URL规定协议,用户名,密码都必须是ASCII,编码当然就无效了

A URL’s scheme is an ASCII string that identifies the type of URL and can be used to dispatch a URL for further processing after parsing. It is initially the empty string.
A URL’s username is an ASCII string identifying a username. It is initially the empty string.
A URL’s password is an ASCII string identifying a password.

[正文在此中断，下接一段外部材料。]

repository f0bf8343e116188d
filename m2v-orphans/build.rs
//! Build script for m2v-orphans
//!
//! Embeds the short git hash, build time and profile so the startup log
//! identifies exactly which build is reconciling a backend.

use std::process::Command;

fn main() {
    let git_hash = Command::new("git")
        .args(["rev-parse", "--short=8", "HEAD"])
        .output()
        .ok()
        .filter(|output| output.status.success())
        .and_then(|output| String::from_utf8(output.stdout).ok())
        .map(|s| s.trim().to_string())
        .unwrap_or_else(|| "unknown".to_string());

    // YYYY-MM-DDTHH:MM:SS±HH:MM
    let build_timestamp = chrono::Local::now().to_rfc3339_opts(chrono::SecondsFormat::Secs, false);

    let profile = std::env::var("PROFILE").unwrap_or_else(|_| "unknown".to_string());

    println!("cargo:rustc-env=GIT_HASH={}", git_hash);
    println!("cargo:rustc-env=BUILD_TIMESTAMP={}", build_timestamp);
    println!("cargo:rustc-env=BUILD_PROFILE={}", profile);
}
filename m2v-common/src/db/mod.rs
//! Database initialization

pub mod init;

pub use init::*;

It is initially the empty string.

from https://url.spec.whatwg.org/#concept-url

2

<a href="&#x6a;&#x61;&#x76;&#x61;&#x73;&#x63;&#x72;&#x69;&#x70;&#x74;:%61%6c%65%72%74%28%32%29">

Character entity encoded "javascript" and URL encoded "alert(2)"

Answer: The javascript will execute.

先HTML解码,得到

<a href="javascript:%61%6c%65%72%74%28%32%29">

href中为URL,URL模块可识别为javascript协议,进行URL解码,得到

<a href="javascript:alert(2)">

由于是javascript协议,解码完给JS模块处理,于是被执行

3

<a href="javascript%3aalert(3)"></a>

URL encoded ":"

Answer: The javascript will NOT execute.

同1,不解释

4

<div>&#60;img src=x onerror=alert(4)&#62;</div>

Character entity encoded < and >

Answer: The javascript will NOT execute.

这里包含了HTML编码内容,反过来以开发者的角度思考,HTML编码就是为了显示这些特殊字符,而不干扰正常的DOM解析,所以这里面的内容不会变成一个img元素,也不会被执行

从HTML解析机制看,在读取<div>之后进入数据状态,&#60;会被HTML解码,但不会进入标签开始状态,当然也就不会创建img元素,也就不会执行

5

<textarea>&#60;script&#62;alert(5)&#60;/script&#62;</textarea>

Character entity encoded < and >

Answer: The javascript will NOT execute AND the character entities will NOT
be decoded either

<textarea>RCDATA元素(RCDATA elements),可以容纳文本和字符引用,注意不能容纳其他元素,HTML解码得到

<textarea><script>alert(5)</script></textarea>

于是直接显示

RCDATA元素(RCDATA elements)包括textareatitle

6

<textarea><script>alert(6)</script></textarea>

Answer: The javascript will NOT execute.

同5,不解释

Advanced

7

<button onclick="confirm('7&#39;);">Button</button>

Character entity encoded '

Answer: The javascript will execute.

这里onclick中为标签的属性值(类比2中的href),会被HTML解码,得到

<button onclick="confirm('7');">Button</button>

然后被执行

8

<button onclick="confirm('8\u0027);">Button</button>

Unicode escape sequence encoded '

Answer: The javascript will NOT execute.

onclick中的值会交给JS处理,在JS中只有字符串和标识符能用Unicode表示,'显然不行,JS执行失败

In string literals, regular expression literals, template literals and identifiers, any Unicode code point may also be expressed using Unicode escape sequences that explicitly express a code point's numeric value.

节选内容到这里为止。